# Adel v.Leonberg's White German Shepherds



## summer (Jan 19, 2009)

Does anyone know anything about this breeder?


----------



## DianaM (Jan 5, 2006)

They do OFA but they brag about having oversized dogs ("Sugar 18 mo. old female 27 inch 95 lbs."), they only put CGCs on their dogs (just about any dog can be conditioned to pass that), and they say their dogs are proven for schutzhund and service work but I couldn't find an actual example of one. They'll also sell you full registration if you cough up the dough; a good breeder will sell ALL pups on limited registration and lift the restrictions upon proof of health clearances at minimum and often on proof of a title like Schutzhund.

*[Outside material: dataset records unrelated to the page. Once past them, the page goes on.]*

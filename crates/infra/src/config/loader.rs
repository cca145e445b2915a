//! Configuration loader
//!
//! Loads gateway configuration from environment variables or files.
//!
//! ## Loading Strategy
//! 1. First, attempts to load from environment variables
//! 2. If the signing key is absent, falls back to loading from file
//! 3. Probes multiple paths for config files
//! 4. Supports JSON and TOML formats
//!
//! ## Environment Variables
//! - `MERCADOPAGO_STATE_SIGNING_KEY`: HMAC key for state tokens (required)
//! - `MERCADOPAGO_CLIENT_ID` / `MERCADOPAGO_CLIENT_SECRET`: application
//!   credentials
//! - `MERCADOPAGO_API_BASE_URL` / `MERCADOPAGO_AUTH_BASE_URL`: gateway hosts
//! - `MERCADOPAGO_HTTP_TIMEOUT_SECS`: per-request HTTP timeout
//! - `MERCADOPAGO_REFRESH_SKEW_SECS`: refresh this long before expiry
//! - `MERCADOPAGO_REMOTE_TIMEOUT_SECS`: bound on a single exchange/refresh
//! - `MERCADOPAGO_STATE_TTL_SECS`: lifetime of a pending authorization
//! - `MERCADOPAGO_STATE_MAX_CAPACITY`: max pending authorizations
//! - `MERCADOPAGO_TOKEN_DB_PATH`: SQLite token database (optional)
//!
//! ## File Locations
//! The loader probes the following paths (in order):
//! 1. `./config.json` or `./config.toml` (current working directory)
//! 2. `./mpauth.json` or `./mpauth.toml` (current working directory)
//! 3. `../config.json` or `../config.toml` (parent directory)
//! 4. `../../config.json` or `../../config.toml` (grandparent directory)
//! 5. Relative to executable location

use std::path::{Path, PathBuf};

use mpauth_domain::constants::{ENV_CLIENT_ID, ENV_CLIENT_SECRET, ENV_STATE_SIGNING_KEY};
use mpauth_domain::{
    CredentialsConfig, EndpointsConfig, GatewayConfig, GatewayError, HttpConfig, Result,
    StateConfig, StorageConfig, TokenConfig,
};

pub const ENV_API_BASE_URL: &str = "MERCADOPAGO_API_BASE_URL";
pub const ENV_AUTH_BASE_URL: &str = "MERCADOPAGO_AUTH_BASE_URL";
pub const ENV_HTTP_TIMEOUT: &str = "MERCADOPAGO_HTTP_TIMEOUT_SECS";
pub const ENV_REFRESH_SKEW: &str = "MERCADOPAGO_REFRESH_SKEW_SECS";
pub const ENV_REMOTE_TIMEOUT: &str = "MERCADOPAGO_REMOTE_TIMEOUT_SECS";
pub const ENV_STATE_TTL: &str = "MERCADOPAGO_STATE_TTL_SECS";
pub const ENV_STATE_MAX_CAPACITY: &str = "MERCADOPAGO_STATE_MAX_CAPACITY";
pub const ENV_TOKEN_DB_PATH: &str = "MERCADOPAGO_TOKEN_DB_PATH";

/// Load configuration with automatic fallback strategy
///
/// First attempts to load from environment variables. If the required
/// signing key is missing or a value is malformed, falls back to loading
/// from a config file.
///
/// # Errors
/// Returns `GatewayError::Config` if:
/// - Configuration cannot be loaded from either source
/// - File format is invalid
/// - Required fields are missing
pub fn load() -> Result<GatewayConfig> {
    match load_from_env() {
        Ok(config) => {
            tracing::info!("Configuration loaded from environment variables");
            Ok(config)
        }
        Err(e) => {
            tracing::debug!(error = ?e, "Failed to load from environment, trying file");
            load_from_file(None)
        }
    }
}

/// Load configuration from environment variables
///
/// Only the signing key is required; every other value falls back to the
/// defaults of [`GatewayConfig`].
///
/// # Errors
/// Returns `GatewayError::Config` if the signing key is missing or a numeric
/// variable cannot be parsed.
pub fn load_from_env() -> Result<GatewayConfig> {
    let state_signing_key = env_var(ENV_STATE_SIGNING_KEY)?;

    let credentials = CredentialsConfig {
        client_id: env_opt(ENV_CLIENT_ID),
        client_secret: env_opt(ENV_CLIENT_SECRET),
    };

    let endpoint_defaults = EndpointsConfig::default();
    let endpoints = EndpointsConfig {
        api_base_url: env_opt(ENV_API_BASE_URL).unwrap_or(endpoint_defaults.api_base_url),
        auth_base_url: env_opt(ENV_AUTH_BASE_URL).unwrap_or(endpoint_defaults.auth_base_url),
    };

    let http_defaults = HttpConfig::default();
    let token_defaults = TokenConfig::default();
    let state_defaults = StateConfig::default();

    let config = GatewayConfig {
        credentials,
        state_signing_key,
        endpoints,
        http: HttpConfig {
            timeout_seconds: env_u64(ENV_HTTP_TIMEOUT, http_defaults.timeout_seconds)?,
        },
        tokens: TokenConfig {
            refresh_skew_seconds: env_u64(ENV_REFRESH_SKEW, token_defaults.refresh_skew_seconds)?,
            remote_timeout_seconds: env_u64(
                ENV_REMOTE_TIMEOUT,
                token_defaults.remote_timeout_seconds,
            )?,
        },
        state: StateConfig {
            ttl_seconds: env_u64(ENV_STATE_TTL, state_defaults.ttl_seconds)?,
            max_capacity: env_u64(ENV_STATE_MAX_CAPACITY, state_defaults.max_capacity)?,
        },
        storage: StorageConfig { database_path: env_opt(ENV_TOKEN_DB_PATH) },
    };

    config.validate()?;
    Ok(config)
}

/// Load configuration from a file
///
/// If `path` is `None`, probes multiple locations for config files.
/// Supports both JSON and TOML formats (detected by file extension).
///
/// # Errors
/// Returns `GatewayError::Config` if:
/// - File not found (when path is specified)
/// - No config file found (when path is `None`)
/// - File format is invalid
/// - The loaded configuration fails validation
pub fn load_from_file(path: Option<PathBuf>) -> Result<GatewayConfig> {
    let config_path = match path {
        Some(p) => {
            if !p.exists() {
                return Err(GatewayError::Config(format!(
                    "Config file not found: {}",
                    p.display()
                )));
            }
            p
        }
        None => probe_config_paths().ok_or_else(|| {
            GatewayError::Config("No config file found in any of the standard locations".into())
        })?,
    };

    tracing::info!(path = %config_path.display(), "Loading configuration from file");

    let contents = std::fs::read_to_string(&config_path)
        .map_err(|e| GatewayError::Config(format!("Failed to read config file: {}", e)))?;

    let config = parse_config(&contents, &config_path)?;
    config.validate()?;
    Ok(config)
}

/// Parse configuration from string content
///
/// Format is detected by file extension (`.json` or `.toml`).
fn parse_config(contents: &str, path: &Path) -> Result<GatewayConfig> {
    let extension = path.extension().and_then(|e| e.to_str()).unwrap_or("json");

    match extension {
        "toml" => toml::from_str(contents)
            .map_err(|e| GatewayError::Config(format!("Invalid TOML format: {}", e))),
        "json" => serde_json::from_str(contents)
            .map_err(|e| GatewayError::Config(format!("Invalid JSON format: {}", e))),
        _ => Err(GatewayError::Config(format!("Unsupported config format: {}", extension))),
    }
}

/// Probe multiple paths for configuration files
///
/// Searches the working directory, its two parents, and the executable's
/// directory. Returns the first file that exists.
pub fn probe_config_paths() -> Option<PathBuf> {
    let mut candidates = Vec::new();

    if let Ok(cwd) = std::env::current_dir() {
        candidates.extend(candidate_files(&cwd));
    }

    if let Ok(exe_path) = std::env::current_exe() {
        if let Some(exe_dir) = exe_path.parent() {
            candidates.extend(candidate_files(exe_dir));
        }
    }

    candidates.into_iter().find(|path| path.exists())
}

fn candidate_files(base: &Path) -> Vec<PathBuf> {
    vec![
        base.join("config.json"),
        base.join("config.toml"),
        base.join("mpauth.json"),
        base.join("mpauth.toml"),
        base.join("../config.json"),
        base.join("../config.toml"),
        base.join("../../config.json"),
        base.join("../../config.toml"),
    ]
}

/// Get required environment variable
///
/// # Errors
/// Returns `GatewayError::Config` if the variable is not set or blank.
fn env_var(key: &str) -> Result<String> {
    env_opt(key).ok_or_else(|| {
        GatewayError::Config(format!("Missing required environment variable: {}", key))
    })
}

/// Optional environment variable; blank values count as unset.
fn env_opt(key: &str) -> Option<String> {
    std::env::var(key).ok().filter(|value| !value.trim().is_empty())
}

fn env_u64(key: &str, default: u64) -> Result<u64> {
    match env_opt(key) {
        Some(raw) => raw
            .trim()
            .parse::<u64>()
            .map_err(|e| GatewayError::Config(format!("Invalid value for {}: {}", key, e))),
        None => Ok(default),
    }
}

#[cfg(test)]
mod tests {
    use std::io::Write;
    use std::sync::Mutex;

    use once_cell::sync::Lazy;
    use tempfile::NamedTempFile;

    use super::*;

    static ENV_LOCK: Lazy<Mutex<()>> = Lazy::new(|| Mutex::new(()));

    const ALL_VARS: [&str; 11] = [
        ENV_STATE_SIGNING_KEY,
        ENV_CLIENT_ID,
        ENV_CLIENT_SECRET,
        ENV_API_BASE_URL,
        ENV_AUTH_BASE_URL,
        ENV_HTTP_TIMEOUT,
        ENV_REFRESH_SKEW,
        ENV_REMOTE_TIMEOUT,
        ENV_STATE_TTL,
        ENV_STATE_MAX_CAPACITY,
        ENV_TOKEN_DB_PATH,
    ];

    fn clear_env() {
        for key in ALL_VARS {
            std::env::remove_var(key);
        }
    }

    fn write_temp(contents: &str, extension: &str) -> PathBuf {
        let mut temp_file = NamedTempFile::new().unwrap();
        temp_file.write_all(contents.as_bytes()).unwrap();
        let path = temp_file.path().with_extension(extension);
        std::fs::copy(temp_file.path(), &path).unwrap();
        path
    }

    #[test]
    fn test_load_from_env_all_vars_set() {
        let _guard = ENV_LOCK.lock().expect("env mutex poisoned");
        clear_env();

        std::env::set_var(ENV_STATE_SIGNING_KEY, "signing-key");
        std::env::set_var(ENV_CLIENT_ID, "app-123");
        std::env::set_var(ENV_CLIENT_SECRET, "secret");
        std::env::set_var(ENV_API_BASE_URL, "http://127.0.0.1:9000");
        std::env::set_var(ENV_HTTP_TIMEOUT, "5");
        std::env::set_var(ENV_REFRESH_SKEW, "120");
        std::env::set_var(ENV_REMOTE_TIMEOUT, "10");
        std::env::set_var(ENV_STATE_TTL, "60");
        std::env::set_var(ENV_STATE_MAX_CAPACITY, "500");
        std::env::set_var(ENV_TOKEN_DB_PATH, "/tmp/tokens.db");

        let result = load_from_env();
        assert!(result.is_ok(), "Should load config from env vars, error: {:?}", result.err());

        let config = result.unwrap();
        assert_eq!(config.state_signing_key, "signing-key");
        assert_eq!(config.credentials.client_id.as_deref(), Some("app-123"));
        assert_eq!(config.credentials.client_secret.as_deref(), Some("secret"));
        assert_eq!(config.endpoints.api_base_url, "http://127.0.0.1:9000");
        assert_eq!(config.endpoints.auth_base_url, EndpointsConfig::default().auth_base_url);
        assert_eq!(config.http.timeout_seconds, 5);
        assert_eq!(config.tokens.refresh_skew_seconds, 120);
        assert_eq!(config.tokens.remote_timeout_seconds, 10);
        assert_eq!(config.state.ttl_seconds, 60);
        assert_eq!(config.state.max_capacity, 500);
        assert_eq!(config.storage.database_path.as_deref(), Some("/tmp/tokens.db"));

        clear_env();
    }

    #[test]
    fn test_load_from_env_defaults() {
        let _guard = ENV_LOCK.lock().expect("env mutex poisoned");
        clear_env();
        std::env::set_var(ENV_STATE_SIGNING_KEY, "signing-key");

        let config = load_from_env().unwrap();
        assert_eq!(config.tokens, TokenConfig::default());
        assert_eq!(config.state, StateConfig::default());
        assert!(config.credentials.client_id.is_none());
        assert!(config.storage.database_path.is_none());

        clear_env();
    }

    #[test]
    fn test_load_from_env_missing_signing_key() {
        let _guard = ENV_LOCK.lock().expect("env mutex poisoned");
        clear_env();
        std::env::set_var(ENV_CLIENT_ID, "app-123");

        let err = load_from_env().unwrap_err();
        assert!(
            matches!(err, GatewayError::Config(ref msg) if msg.contains(ENV_STATE_SIGNING_KEY))
        );

        clear_env();
    }

    #[test]
    fn test_load_from_env_invalid_number() {
        let _guard = ENV_LOCK.lock().expect("env mutex poisoned");
        clear_env();
        std::env::set_var(ENV_STATE_SIGNING_KEY, "signing-key");
        std::env::set_var(ENV_REFRESH_SKEW, "five minutes");

        let err = load_from_env().unwrap_err();
        assert!(matches!(err, GatewayError::Config(ref msg) if msg.contains(ENV_REFRESH_SKEW)));

        clear_env();
    }

    #[test]
    fn test_load_from_file_json() {
        let path = write_temp(
            r#"{
                "state_signing_key": "file-key",
                "credentials": { "client_id": "app-1", "client_secret": "s" },
                "tokens": { "refresh_skew_seconds": 60, "remote_timeout_seconds": 15 }
            }"#,
            "json",
        );

        let config = load_from_file(Some(path.clone())).unwrap();
        assert_eq!(config.state_signing_key, "file-key");
        assert_eq!(config.tokens.refresh_skew_seconds, 60);
        assert_eq!(config.tokens.remote_timeout_seconds, 15);
        assert_eq!(config.http, HttpConfig::default());

        std::fs::remove_file(path).ok();
    }

    #[test]
    fn test_load_from_file_toml() {
        let path = write_temp(
            r#"
state_signing_key = "toml-key"

[endpoints]
api_base_url = "https://api.example.test"
auth_base_url = "https://auth.example.test"

[storage]
database_path = "tokens.db"
"#,
            "toml",
        );

        let config = load_from_file(Some(path.clone())).unwrap();
        assert_eq!(config.endpoints.api_base_url, "https://api.example.test");
        assert_eq!(config.storage.database_path.as_deref(), Some("tokens.db"));

        std::fs::remove_file(path).ok();
    }

    #[test]
    fn test_load_from_file_rejects_empty_signing_key() {
        let path = write_temp(r#"{ "state_signing_key": "  " }"#, "json");

        let err = load_from_file(Some(path.clone())).unwrap_err();
        assert!(matches!(err, GatewayError::Config(_)));

        std::fs::remove_file(path).ok();
    }

    #[test]
    fn test_load_from_file_not_found() {
        let result = load_from_file(Some(PathBuf::from("/nonexistent/config.json")));
        assert!(matches!(result, Err(GatewayError::Config(_))), "Should be a Config error");
    }

    #[test]
    fn test_load_from_file_invalid_json() {
        let path = write_temp(r#"{ "this is": "not valid json" "#, "json");

        let result = load_from_file(Some(path.clone()));
        assert!(result.is_err(), "Should fail with invalid JSON");

        std::fs::remove_file(path).ok();
    }

    #[test]
    fn test_parse_config_unsupported_extension() {
        let result = parse_config("state_signing_key: k", Path::new("config.yaml"));
        assert!(matches!(result, Err(GatewayError::Config(ref msg)) if msg.contains("yaml")));
    }
}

They do have nice looking dogs, though. If they were within standard, had more of a track record of performance dogs, and sold all pups on limited to be changed to full on a case-by-case basis, I'd look at them further. As it is, I think you can find better.


----------



## Maraccz (Sep 3, 2005)

They only back their dogs for 1 year if you get a limited Registration? You can get a good read on hip at that age?
2 1/2 years if you want to pay more for full.


----------



## gagsd (Apr 24, 2003)

You can get a good read on hips at 12 months... I think OFA says 90% accuracy.


----------